A hacker can use this security vulnerability, which plagues all smartphones/devices, to steal your information.
Here’s a brief explanation of how this exploit works.
- The target device connects to a WPA2-secure WiFi network and initiates a handshake. It ascertains that both the client device and the network possess the same set of credentials (network password).
- The router then sends the target device an encryption key.
- The device deletes the key from the memory after usage. It also overwrites its entire length with zeros for security.
- The hacker tricks the target device into believing that the encryption key didn’t transmit correctly.
- The target device now begins using just zeros as the WPA2 encryption key.
- Hacker can now access all its data packets without knowing the WiFi network’s password.
Here’s a live proof-of-concept demonstration against Android and Linux by hacker Mathy Vanhoef.
Platform-specific Vulnerability Status
Mathy Vanhoef will be notifying all vendors about this vulnerability. Here’s a list of all popular operating systems and platforms that are affected by KRACK.
Apple hasn’t announced anything related to this exploit, thus far. Vanhoef has clearly mentioned in his research paper that iOS operating system is vulnerable.
Update – iOS 11.1 beta 3 firmware update fixes this security vulnerability.
The smartphones and tablets running Android 6.0 Marshmallow and above are vulnerable to KRACK attacks.
Google hasn’t released a patch so far since Android devices are very thinly spread out.
Windows is vulnerable but Microsoft has released a patch, which will come soon for its entire operating system lineup.
No known fix or patches announced and it’s unclear what devices are affected (or not) until Apple makes a statement on this.
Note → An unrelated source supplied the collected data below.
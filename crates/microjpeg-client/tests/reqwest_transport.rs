//! `ApiClient` over the real reqwest transport, against mockito servers.

use std::time::Duration;

use microjpeg_client::{
    ApiClient, ClientConfig, ClientError, CompressOptions, EnhanceOptions, EnhanceScale,
    ResizeMode, TransportError,
};
use mockito::Matcher;
use serde_json::json;
use tokio::io::{AsyncReadExt, AsyncWriteExt};
use tokio::net::TcpListener;

const AUTH: &str = "Basic YXBpOnRlc3QtYXBpLWtleQ==";

fn client_for(server: &mockito::ServerGuard) -> ApiClient {
    let config = ClientConfig::new("test-api-key").with_base_url(format!("{}/v1/", server.url()));
    ApiClient::from_config(config).unwrap()
}

fn compression_body(download_url: &str, count: u64) -> String {
    json!({
        "success": true,
        "result": {
            "downloadUrl": download_url,
            "originalSize": 1000,
            "compressedSize": 400,
            "savingsPercent": 60,
            "processingTime": 120
        },
        "compressionCount": count
    })
    .to_string()
}

#[tokio::test]
async fn multipart_compress_sends_auth_file_and_options() {
    let mut server = mockito::Server::new_async().await;
    let mock = server
        .mock("POST", "/v1/compress")
        .match_header("authorization", AUTH)
        .match_header(
            "content-type",
            Matcher::Regex("^multipart/form-data; boundary=".to_string()),
        )
        .match_body(Matcher::AllOf(vec![
            Matcher::Regex(r#"name="file"; filename="photo.jpg""#.to_string()),
            Matcher::Regex(r"(?i)content-type: image/jpeg".to_string()),
            Matcher::Regex("fake-jpeg-data".to_string()),
            Matcher::Regex("name=\"quality\"\r\n\r\n80\r\n".to_string()),
            Matcher::Regex("name=\"mode\"\r\n\r\nscaleheight\r\n".to_string()),
        ]))
        .with_status(200)
        .with_header("content-type", "application/json")
        .with_body(compression_body("https://cdn.test/out.jpg", 5))
        .create_async()
        .await;

    let client = client_for(&server);
    let options = CompressOptions::new()
        .quality(80)
        .resize_mode(ResizeMode::ScaleHeight);
    let envelope = client
        .compress_bytes(&b"fake-jpeg-data"[..], "photo.jpg", Some(&options))
        .await
        .unwrap();

    mock.assert_async().await;
    assert_eq!(envelope.result.savings_percent, 60.0);
    assert_eq!(client.compression_count(), 5);
}

#[tokio::test]
async fn url_compress_sends_json() {
    let mut server = mockito::Server::new_async().await;
    let mock = server
        .mock("POST", "/v1/compress")
        .match_header("authorization", AUTH)
        .match_header("content-type", "application/json")
        .match_body(Matcher::Json(json!({
            "url": "https://example.com/cat.png",
            "format": "webp"
        })))
        .with_status(200)
        .with_body(compression_body("https://cdn.test/cat.webp", 9))
        .create_async()
        .await;

    let client = client_for(&server);
    let options = CompressOptions::new().output_format("webp");
    let envelope = client
        .compress_url("https://example.com/cat.png", Some(&options))
        .await
        .unwrap();

    mock.assert_async().await;
    assert_eq!(envelope.compression_count, 9);
}

#[tokio::test]
async fn enhance_sends_scale_and_face_enhance() {
    let mut server = mockito::Server::new_async().await;
    let mock = server
        .mock("POST", "/v1/enhance")
        .match_body(Matcher::AllOf(vec![
            Matcher::Regex("name=\"scale\"\r\n\r\n4\r\n".to_string()),
            Matcher::Regex("name=\"face_enhance\"\r\n\r\ntrue\r\n".to_string()),
        ]))
        .with_status(200)
        .with_body(
            json!({
                "success": true,
                "result": {
                    "downloadUrl": "https://cdn.test/e.png",
                    "originalDimensions": {"width": 10, "height": 20},
                    "newDimensions": {"width": 40, "height": 80},
                    "processingTime": 50
                },
                "compressionCount": 2
            })
            .to_string(),
        )
        .create_async()
        .await;

    let client = client_for(&server);
    let options = EnhanceOptions {
        scale: EnhanceScale::X4,
        face_enhance: true,
        ..EnhanceOptions::default()
    };
    let envelope = client
        .enhance_bytes(&b"img"[..], "face.png", Some(&options))
        .await
        .unwrap();

    mock.assert_async().await;
    assert_eq!(envelope.result.new_dimensions.height, 80);
}

#[tokio::test]
async fn usage_error_is_normalized() {
    let mut server = mockito::Server::new_async().await;
    let mock = server
        .mock("GET", "/v1/usage")
        .match_header("authorization", AUTH)
        .with_status(401)
        .with_header("content-type", "application/json")
        .with_body(r#"{"error":"unauthorized","message":"Invalid API key"}"#)
        .create_async()
        .await;

    let client = client_for(&server);
    let err = client.get_usage().await.unwrap_err();

    mock.assert_async().await;
    let api = err.api_error().expect("expected ApiError");
    assert_eq!(api.status_code, 401);
    assert_eq!(api.error_code, "unauthorized");
    assert!(api.is_unauthorized());
}

#[tokio::test]
async fn html_error_page_is_kept_verbatim() {
    let mut server = mockito::Server::new_async().await;
    let page = "<html><body>Bad Gateway</body></html>";
    server
        .mock("POST", "/v1/remove-background")
        .with_status(502)
        .with_header("content-type", "text/html")
        .with_body(page)
        .create_async()
        .await;

    let client = client_for(&server);
    let err = client
        .remove_background_bytes(&b"img"[..], "a.jpg", None)
        .await
        .unwrap_err();

    let api = err.api_error().expect("expected ApiError");
    assert_eq!(api.status_code, 502);
    assert_eq!(api.error_code, "unknown_error");
    assert_eq!(api.error_message, page);
}

#[tokio::test]
async fn artifact_download_without_credentials() {
    let mut server = mockito::Server::new_async().await;
    let payload: Vec<u8> = (0..100_000u32).map(|i| (i % 256) as u8).collect();
    let mock = server
        .mock("GET", "/files/out.jpg")
        .match_header("authorization", Matcher::Missing)
        .with_status(200)
        .with_header("content-type", "image/jpeg")
        .with_body(&payload)
        .expect(2)
        .create_async()
        .await;

    let client = client_for(&server);
    let url = format!("{}/files/out.jpg", server.url());

    let bytes = client.download(url.as_str()).await.unwrap();
    assert_eq!(bytes.len(), payload.len());

    let dir = tempfile::tempdir().unwrap();
    let output = dir.path().join("out.jpg");
    let written = client.save_to_file(url.as_str(), &output).await.unwrap();
    assert_eq!(written, payload.len() as u64);
    assert_eq!(tokio::fs::read(&output).await.unwrap(), payload);

    mock.assert_async().await;
}

#[tokio::test]
async fn artifact_not_found_is_transport_error() {
    let mut server = mockito::Server::new_async().await;
    server
        .mock("GET", "/files/gone.jpg")
        .with_status(404)
        .with_body(r#"{"error":"not_found","message":"expired"}"#)
        .create_async()
        .await;

    let client = client_for(&server);
    let url = format!("{}/files/gone.jpg", server.url());
    let err = client.download(url.as_str()).await.unwrap_err();

    match err {
        ClientError::Transport(TransportError::Status { status, .. }) => {
            assert_eq!(status.as_u16(), 404)
        }
        other => panic!("expected transport status error, got {:?}", other),
    }
}

/// One-shot HTTP server that answers a single request with `content_length`
/// declared and `chunks` written `gap` apart, then closes the connection.
async fn trickle_server(
    content_length: usize,
    chunks: Vec<&'static [u8]>,
    gap: Duration,
) -> String {
    let listener = TcpListener::bind("127.0.0.1:0").await.unwrap();
    let addr = listener.local_addr().unwrap();

    tokio::spawn(async move {
        let (mut socket, _) = listener.accept().await.unwrap();
        let mut request = Vec::new();
        let mut buf = [0u8; 1024];
        while !request.windows(4).any(|w| w == b"\r\n\r\n") {
            let n = socket.read(&mut buf).await.unwrap();
            if n == 0 {
                return;
            }
            request.extend_from_slice(&buf[..n]);
        }

        let head = format!(
            "HTTP/1.1 200 OK\r\ncontent-type: application/octet-stream\r\ncontent-length: {}\r\nconnection: close\r\n\r\n",
            content_length
        );
        socket.write_all(head.as_bytes()).await.unwrap();
        for (i, chunk) in chunks.into_iter().enumerate() {
            if i > 0 {
                tokio::time::sleep(gap).await;
            }
            if socket.write_all(chunk).await.is_err() {
                return;
            }
            let _ = socket.flush().await;
        }
        let _ = socket.shutdown().await;
    });

    format!("http://{}", addr)
}

fn client_with_timeout(base_url: &str, timeout: Duration) -> ApiClient {
    let config = ClientConfig::new("test-api-key")
        .with_base_url(format!("{}/v1", base_url))
        .with_timeout(timeout);
    ApiClient::from_config(config).unwrap()
}

const CHUNKS: [&[u8]; 3] = [b"0123456789", b"abcdefghij", b"ABCDEFGHIJ"];

#[tokio::test]
async fn slow_artifact_download_outlasting_timeout_completes() {
    let base = trickle_server(30, CHUNKS.to_vec(), Duration::from_millis(700)).await;
    let client = client_with_timeout(&base, Duration::from_secs(1));

    let dir = tempfile::tempdir().unwrap();
    let output = dir.path().join("slow.jpg");
    let url = format!("{}/files/slow.jpg", base);
    let written = client.save_to_file(url.as_str(), &output).await.unwrap();

    assert_eq!(written, 30);
    assert_eq!(
        tokio::fs::read(&output).await.unwrap(),
        b"0123456789abcdefghijABCDEFGHIJ"
    );
}

#[tokio::test]
async fn api_call_is_bounded_by_total_timeout() {
    let base = trickle_server(30, CHUNKS.to_vec(), Duration::from_millis(700)).await;
    let client = client_with_timeout(&base, Duration::from_secs(1));

    let err = client.get_usage().await.unwrap_err();
    match err {
        ClientError::Transport(TransportError::Request(e)) => assert!(e.is_timeout()),
        other => panic!("expected timeout, got {:?}", other),
    }
}

#[tokio::test]
async fn truncated_artifact_body_is_transport_error() {
    let base = trickle_server(30, vec![&b"0123456789"[..]], Duration::ZERO).await;
    let client = client_with_timeout(&base, Duration::from_secs(10));

    let dir = tempfile::tempdir().unwrap();
    let output = dir.path().join("cut.jpg");
    let url = format!("{}/files/cut.jpg", base);
    let err = client.save_to_file(url.as_str(), &output).await.unwrap_err();

    assert!(
        matches!(err, ClientError::Transport(TransportError::Io(_))),
        "expected transport IO error, got {:?}",
        err
    );
}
So far, they’ve said nothing.
A patch is already available upstream and Debian-based builds can install it now. OpenBSD was patched all the way back in July.
Intel has issued firmware updates for all its WiFi chipsets and you can download them now. If you own a laptop with Intel WiFi chips, you must upgrade their firmware right now.
How can I keep myself secure from KRACK?
The only way to keep yourself secure from KRACK right now is to stop everything that involves using a WiFi network.
Here are a few tips that I recommend to every user.
- Stay away from public WiFi networks completely.
- Switch off your WiFi completely and stick to mobile data or wired internet only.
- Always use a trusted VPN.
- Wait for an update by your device manufacturer. As soon as an update rolls out, upgrade your device instantly.
- Remember, do not update if you have a jailbroken device. Hopefully, a developer will release a fix for it soon.